Ein Baustoff, der lebt und Kohlenstoff speichert

23. Juni 2025

Eidgenössische Technische Hochschule ETH Zürich

Forschende der ETH Zürich haben ein bahnbrechendes, lebendes Material entwickelt, das aktiv Kohlendioxid aus der Atmosphäre aufnimmt. Im Kern dieses Materials wachsen photosynthetische Blaualgen, die nicht nur Biomasse, sondern auch feste Mineralien bilden und so CO2 gleich zweifach binden. Was zunächst wie Science-Fiction klingt, ist das Ergebnis interdisziplinärer Forschung an der ETH Zürich: Hier arbeiten verschiedene Fachrichtungen gemeinsam daran, herkömmliche Werkstoffe mit Bakterien, Algen oder Pilzen zu kombinieren.

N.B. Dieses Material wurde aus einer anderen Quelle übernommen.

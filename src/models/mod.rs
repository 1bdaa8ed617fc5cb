pub mod version;

pub use version::{ListingMode, VersionId, VersionOrdering, LATEST_ALIAS};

Das gemeinsame Ziel ist es, lebendige Materialien zu schaffen, die dank des Stoffwechsels von Mikroorganismen nützliche Eigenschaften erhalten. „Etwa die Fähigkeit, mittels Photosynthese CO2 aus der Luft zu binden“, erklärt Mark Tibbitt, Professor für Makromolekulares Engineering an der ETH Zürich. Unter seiner Leitung hat ein interdisziplinäres Forschungsteam diese Vision nun Realität werden lassen: Sie haben photosynthetische Bakterien – auch bekannt als Cyanobakterien oder Blaualgen – stabil in ein druckbares Gel integriert und daraus einen neuartigen Werkstoff entwickelt. Dieser Werkstoff lebt, wächst in seinem Inneren und entfernt aktiv Kohlenstoff aus der Luft. Ihre Innovation, das „photosynthetische lebende Material“, haben die Forschenden kürzlich in einer Studie vorgestellt.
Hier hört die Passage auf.